Saat menunggu penguburannya, saya sedang di atas bus bertolak dari terminal Mallengkeri Makassar. Pak Syaiful Arif, Kepala Bappeda Selayar mengirimkan sms, bahwa Mastan dikuburkan sekitar pukul 10.

Pukul 18.30 bus Mahkota yang saya tumpangi dari Makassar tiba di terminal Kota Benteng, Selayar. Perjalanan yang menyesakkan perasaan di atas bus yang memang padat penumpang dan karung beras. Getir karena berita kehilangan seorang sahabat yang kami anggap saudara. Sahabat yang menjadi aktor utama dari lakon petualangan di pesisir Selayar dari pantai timur hingga ujung selatan di minggu pertama Desember tahun ini.

Di terminal bus, suasana gelap gulita. Penumpang satu persatu meninggalkan terminal, ada yang dijemput keluarga ada pula yang diantar para tukang ojek. Di barat terminal adalah pantai. Angin basah mulai menyapu terminal. Saya merenung, merasa kehilangan sesuatu.

Saya hanya menunggu beberapa menit sebelum Evi datang membawa mobil Innova warna hitam berplat merah. Evi beritahu bahwa selain saya, dia juga menjemput mertua Mastan. Rupanya, mereka juga ada di fery yang saya tumpangi.

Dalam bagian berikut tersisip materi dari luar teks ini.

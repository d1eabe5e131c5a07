//! File-backed implementation of the `KeyValueStore` trait.
//!
//! All keys live in one JSON object. Every write replaces the file through a
//! sibling temp file and a rename, so a crash mid-write leaves the previous
//! contents in place.

use std::collections::BTreeMap;
use std::io::ErrorKind;
use std::path::{Path, PathBuf};

use async_trait::async_trait;
use serde_json::Value;
use tokio::sync::Mutex;
use tracing::debug;

use cutscene_core::error::DomainError;
use cutscene_core::storage::KeyValueStore;

type Document = BTreeMap<String, Value>;

/// Store persisting values to a single JSON file.
#[derive(Debug)]
pub struct JsonFileStore {
    path: PathBuf,
    // Serializes read-modify-write cycles.
    lock: Mutex<()>,
}

impl JsonFileStore {
    /// Creates a store over `path`. The file is created on the first write.
    #[must_use]
    pub fn new(path: impl Into<PathBuf>) -> Self {
        Self {
            path: path.into(),
            lock: Mutex::new(()),
        }
    }

    /// Path of the backing file.
    #[must_use]
    pub fn path(&self) -> &Path {
        &self.path
    }

    async fn read(&self) -> Result<Document, DomainError> {
        let bytes = match tokio::fs::read(&self.path).await {
            Ok(bytes) => bytes,
            Err(e) if e.kind() == ErrorKind::NotFound => return Ok(Document::new()),
            Err(e) => return Err(storage_error(&self.path, "read", &e)),
        };
        serde_json::from_slice(&bytes)
            .map_err(|e| DomainError::Storage(format!("{} is not a JSON object: {e}", self.path.display())))
    }

    async fn write(&self, document: &Document) -> Result<(), DomainError> {
        let bytes = serde_json::to_vec_pretty(document)
            .map_err(|e| DomainError::Storage(format!("cannot encode store: {e}")))?;
        let mut temp = self.path.clone().into_os_string();
        temp.push(".tmp");
        let temp = PathBuf::from(temp);
        tokio::fs::write(&temp, bytes)
            .await
            .map_err(|e| storage_error(&temp, "write", &e))?;
        tokio::fs::rename(&temp, &self.path)
            .await
            .map_err(|e| storage_error(&self.path, "replace", &e))?;
        debug!(path = %self.path.display(), keys = document.len(), "store written");
        Ok(())
    }
}

fn storage_error(path: &Path, action: &str, e: &std::io::Error) -> DomainError {
    DomainError::Storage(format!("cannot {action} {}: {e}", path.display()))
}

#[async_trait]
impl KeyValueStore for JsonFileStore {
    async fn save(&self, key: &str, value: Value) -> Result<(), DomainError> {
        let _guard = self.lock.lock().await;
        let mut document = self.read().await?;
        document.insert(key.to_owned(), value);
        self.write(&document).await
    }

    async fn load(&self, key: &str) -> Result<Option<Value>, DomainError> {
        let _guard = self.lock.lock().await;
        Ok(self.read().await?.remove(key))
    }

    async fn delete(&self, key: &str) -> Result<(), DomainError> {
        let _guard = self.lock.lock().await;
        let mut document = self.read().await?;
        if document.remove(key).is_some() {
            self.write(&document).await?;
        }
        Ok(())
    }
}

Mastan Majuddin, pria muda, tinggi dan peramah ini adalah sosok penting di kantor Bappeda Selayar yang selama ini menjadi mitra kegiatan program kami dalam upaya mendorong pembangunan kapasitas pemangku kepentingan pembangunan di Sulawesi, Selayar adalah salah satu targetnya.

Setelah menitip tas pakaian di rumah seorang kawan, saya putuskan segera menuju rumah duka, saat itu juga. Kami menyusuri jalan utama kota Benteng menuju arah selatan kota.

Selama dalam perjalanan beberapa menit itu, satu persatu fragmen kenangan mulai dari perkenalan pada tahun 2001 di kantor Bappeda Selayar saat saya bekerja untuk program COREMAP fase I, hingga pertemuan pertama kalinya lagi setelah sempat terputus selama lima tahun menyeruak silih berganti di antara berbagai lembar kenangan.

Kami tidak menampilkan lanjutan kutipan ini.